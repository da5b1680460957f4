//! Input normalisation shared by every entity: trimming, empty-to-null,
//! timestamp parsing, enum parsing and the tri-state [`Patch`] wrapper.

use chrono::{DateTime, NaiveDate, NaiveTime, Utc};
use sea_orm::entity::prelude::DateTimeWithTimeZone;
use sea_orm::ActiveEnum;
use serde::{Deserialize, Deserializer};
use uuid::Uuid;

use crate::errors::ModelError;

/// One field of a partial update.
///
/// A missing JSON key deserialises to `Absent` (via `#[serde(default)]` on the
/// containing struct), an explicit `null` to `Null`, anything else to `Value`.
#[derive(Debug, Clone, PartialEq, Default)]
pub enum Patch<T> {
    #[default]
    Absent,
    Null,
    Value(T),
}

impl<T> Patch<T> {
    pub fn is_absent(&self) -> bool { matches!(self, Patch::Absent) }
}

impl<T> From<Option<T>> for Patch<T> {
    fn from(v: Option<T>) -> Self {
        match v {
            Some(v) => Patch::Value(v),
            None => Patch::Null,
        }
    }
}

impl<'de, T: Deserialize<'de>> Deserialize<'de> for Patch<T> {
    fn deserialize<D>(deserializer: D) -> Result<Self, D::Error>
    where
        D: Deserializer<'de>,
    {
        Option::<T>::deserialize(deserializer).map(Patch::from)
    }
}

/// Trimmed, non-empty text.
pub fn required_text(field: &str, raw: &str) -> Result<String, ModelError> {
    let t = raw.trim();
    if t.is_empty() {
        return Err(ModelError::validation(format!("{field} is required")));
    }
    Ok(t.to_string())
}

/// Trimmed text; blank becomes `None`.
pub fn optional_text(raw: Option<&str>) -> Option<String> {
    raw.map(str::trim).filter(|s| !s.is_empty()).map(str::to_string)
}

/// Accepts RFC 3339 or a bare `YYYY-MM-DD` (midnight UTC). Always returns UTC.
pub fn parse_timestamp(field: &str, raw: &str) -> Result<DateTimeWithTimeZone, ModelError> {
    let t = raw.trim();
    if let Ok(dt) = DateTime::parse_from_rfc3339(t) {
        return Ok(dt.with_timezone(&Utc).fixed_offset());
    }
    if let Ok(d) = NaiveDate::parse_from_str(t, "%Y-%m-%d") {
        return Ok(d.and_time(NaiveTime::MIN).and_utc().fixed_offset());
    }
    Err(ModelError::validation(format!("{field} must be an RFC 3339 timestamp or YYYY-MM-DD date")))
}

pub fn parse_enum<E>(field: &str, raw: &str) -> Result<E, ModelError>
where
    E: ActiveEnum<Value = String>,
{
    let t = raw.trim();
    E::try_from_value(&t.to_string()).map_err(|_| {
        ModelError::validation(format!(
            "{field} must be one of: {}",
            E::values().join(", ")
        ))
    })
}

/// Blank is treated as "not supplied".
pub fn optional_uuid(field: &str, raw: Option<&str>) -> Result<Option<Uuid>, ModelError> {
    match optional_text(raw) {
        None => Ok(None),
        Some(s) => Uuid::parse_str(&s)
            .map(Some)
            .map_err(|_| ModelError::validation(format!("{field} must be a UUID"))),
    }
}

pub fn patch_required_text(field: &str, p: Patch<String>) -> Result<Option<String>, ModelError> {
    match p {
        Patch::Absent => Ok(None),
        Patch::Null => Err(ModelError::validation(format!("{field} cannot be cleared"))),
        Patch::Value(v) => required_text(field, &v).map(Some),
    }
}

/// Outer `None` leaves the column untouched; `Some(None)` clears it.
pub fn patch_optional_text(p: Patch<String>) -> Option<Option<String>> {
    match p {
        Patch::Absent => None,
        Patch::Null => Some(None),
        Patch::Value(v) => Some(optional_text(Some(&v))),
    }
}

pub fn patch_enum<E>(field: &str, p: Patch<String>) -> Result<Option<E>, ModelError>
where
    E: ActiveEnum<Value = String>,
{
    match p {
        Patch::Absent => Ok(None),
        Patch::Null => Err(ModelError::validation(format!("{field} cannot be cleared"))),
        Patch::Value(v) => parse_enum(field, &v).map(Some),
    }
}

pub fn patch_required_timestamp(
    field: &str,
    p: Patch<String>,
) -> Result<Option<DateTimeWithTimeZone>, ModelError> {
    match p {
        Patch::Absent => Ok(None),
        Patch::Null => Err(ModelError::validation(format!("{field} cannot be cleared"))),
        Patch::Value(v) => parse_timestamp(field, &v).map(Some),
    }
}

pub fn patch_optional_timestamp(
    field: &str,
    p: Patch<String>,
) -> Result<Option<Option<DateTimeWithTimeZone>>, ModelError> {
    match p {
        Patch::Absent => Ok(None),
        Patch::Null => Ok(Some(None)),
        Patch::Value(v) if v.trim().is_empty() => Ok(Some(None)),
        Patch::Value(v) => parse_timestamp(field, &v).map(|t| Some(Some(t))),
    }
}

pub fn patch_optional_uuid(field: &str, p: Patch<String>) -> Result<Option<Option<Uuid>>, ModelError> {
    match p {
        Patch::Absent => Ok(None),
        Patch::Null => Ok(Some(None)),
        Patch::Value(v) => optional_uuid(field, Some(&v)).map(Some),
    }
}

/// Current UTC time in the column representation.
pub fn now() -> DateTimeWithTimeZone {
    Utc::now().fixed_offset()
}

··········

> _TASK TO COMPLETE_
Looking at the records above, please work out how many lines contain "YYYY" and state only that number.

> _SOLUTION TO THE EXERCISE_
2